#### [Task requirements]
Working from the entries below, count every line that includes the word "Fast". Return the figure alone.

#### [Data section]
--

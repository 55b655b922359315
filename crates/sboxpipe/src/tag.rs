//! Deterministic display-tag normalization.
//!
//! Every server leaves this stage with exactly one canonical, conflict-free
//! tag. Original names stay untouched in `meta`, so downstream consumers
//! can always recover them.

use std::collections::HashMap;

use sboxpipe_types::ParsedServer;

/// Length cap on normalized tags, in characters.
pub const TAG_MAX_CHARS: usize = 64;

/// Assign a canonical tag to every server in place.
///
/// Candidate order per server: `meta.name`, `meta.tag`, the pre-existing
/// `tag` field, `<protocol>-<address>`, `<protocol>-<ordinal>`. Duplicates
/// within one invocation are disambiguated with `#2`, `#3`, … in stable
/// iteration order. Running the pass twice is a no-op.
pub fn normalize(servers: &mut [ParsedServer]) {
    let mut seen: HashMap<String, u32> = HashMap::new();

    for (ordinal, server) in servers.iter_mut().enumerate() {
        let base = candidate(server, ordinal);
        let count = seen.entry(base.clone()).or_insert(0);
        *count += 1;

        server.tag = Some(if *count == 1 {
            base
        } else {
            format!("{base}#{count}")
        });
    }
}

fn candidate(server: &ParsedServer, ordinal: usize) -> String {
    for key in ["name", "tag"] {
        if let Some(raw) = server.meta_str(key) {
            let clean = sanitize(raw);
            if !clean.is_empty() {
                return clean;
            }
        }
    }
    if let Some(existing) = &server.tag {
        // Strip a collision suffix from a previous pass so re-running
        // stays idempotent.
        let base = existing
            .rsplit_once('#')
            .filter(|(_, n)| !n.is_empty() && n.chars().all(|c| c.is_ascii_digit()))
            .map(|(head, _)| head)
            .unwrap_or(existing);
        let clean = sanitize(base);
        if !clean.is_empty() {
            return clean;
        }
    }
    if !server.address.is_empty() {
        return sanitize(&format!("{}-{}", server.protocol, server.address));
    }
    format!("{}-{}", server.protocol, ordinal + 1)
}

/// Strip control characters, collapse internal whitespace, trim, and cap
/// length. Unicode is preserved.
pub fn sanitize(raw: &str) -> String {
    let mut out = String::with_capacity(raw.len());
    let mut pending_space = false;

    for c in raw.chars() {
        if c.is_control() {
            continue;
        }
        if c.is_whitespace() {
            pending_space = !out.is_empty();
            continue;
        }
        if pending_space {
            out.push(' ');
            pending_space = false;
        }
        out.push(c);
    }

    if out.chars().count() > TAG_MAX_CHARS {
        out = out.chars().take(TAG_MAX_CHARS).collect();
        // The cut can land on a space; a capped tag must still be clean.
        out.truncate(out.trim_end().len());
    }
    out
}

#[cfg(test)]
mod tests {
    use sboxpipe_types::Protocol;
    use serde_json::Value;

    use super::*;

    fn server(protocol: Protocol, address: &str, name: Option<&str>) -> ParsedServer {
        let mut s = ParsedServer::new(protocol, address, 443);
        if let Some(name) = name {
            s.meta.insert("name".to_string(), Value::from(name));
        }
        s
    }

    #[test]
    fn name_wins_over_other_candidates() {
        let mut servers = vec![server(Protocol::Vless, "host1", Some("Fast"))];
        normalize(&mut servers);
        assert_eq!(servers[0].tag.as_deref(), Some("Fast"));
        // Original survives in meta.
        assert_eq!(servers[0].meta_str("name"), Some("Fast"));
    }

    #[test]
    fn falls_back_to_protocol_address() {
        let mut servers = vec![server(Protocol::Trojan, "host2", None)];
        normalize(&mut servers);
        assert_eq!(servers[0].tag.as_deref(), Some("trojan-host2"));
    }

    #[test]
    fn falls_back_to_ordinal_for_addressless_servers() {
        let mut servers = vec![server(Protocol::Direct, "", None)];
        normalize(&mut servers);
        assert_eq!(servers[0].tag.as_deref(), Some("direct-1"));
    }

    #[test]
    fn collisions_get_stable_numeric_suffixes() {
        let mut servers = vec![
            server(Protocol::Vless, "a", Some("🇳🇱 NL-1")),
            server(Protocol::Trojan, "b", Some("🇳🇱 NL-1")),
            server(Protocol::Tuic, "c", Some("🇳🇱 NL-1")),
        ];
        normalize(&mut servers);
        assert_eq!(servers[0].tag.as_deref(), Some("🇳🇱 NL-1"));
        assert_eq!(servers[1].tag.as_deref(), Some("🇳🇱 NL-1#2"));
        assert_eq!(servers[2].tag.as_deref(), Some("🇳🇱 NL-1#3"));
        assert_eq!(servers[1].meta_str("name"), Some("🇳🇱 NL-1"));
    }

    #[test]
    fn normalization_is_idempotent() {
        let mut servers = vec![
            server(Protocol::Vless, "a", Some("NL")),
            server(Protocol::Trojan, "b", Some("NL")),
            server(Protocol::Shadowsocks, "c", None),
        ];
        normalize(&mut servers);
        let first: Vec<_> = servers.iter().map(|s| s.tag.clone()).collect();
        normalize(&mut servers);
        let second: Vec<_> = servers.iter().map(|s| s.tag.clone()).collect();
        assert_eq!(first, second);
    }

    #[test]
    fn sanitize_strips_control_and_collapses_whitespace() {
        assert_eq!(sanitize("  a\u{0000}b\t \n c  "), "ab c");
        assert_eq!(sanitize("\u{0007}"), "");
    }

    #[test]
    fn sanitize_caps_length_preserving_unicode() {
        let long = "🇩🇪".repeat(100);
        let clean = sanitize(&long);
        assert_eq!(clean.chars().count(), TAG_MAX_CHARS);
    }

    mod proptests {
        use super::*;
        use proptest::prelude::*;

        proptest! {
            #[test]
            fn sanitize_is_idempotent(raw in "\\PC{0,100}") {
                let once = sanitize(&raw);
                let twice = sanitize(&once);
                prop_assert_eq!(once, twice);
            }

            #[test]
            fn normalized_tags_are_unique(names in proptest::collection::vec("[a-c]{0,2}", 1..20)) {
                let mut servers: Vec<ParsedServer> = names
                    .iter()
                    .map(|n| {
                        let mut s = ParsedServer::new(Protocol::Vless, "h", 1);
                        if !n.is_empty() {
                            s.meta.insert("name".to_string(), Value::from(n.clone()));
                        }
                        s
                    })
                    .collect();
                normalize(&mut servers);

                let mut tags: Vec<String> =
                    servers.iter().map(|s| s.tag.clone().expect("tag set")).collect();
                let before = tags.len();
                tags.sort();
                tags.dedup();
                prop_assert_eq!(tags.len(), before);
            }
        }
    }
}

--

#### [Expected answer]
3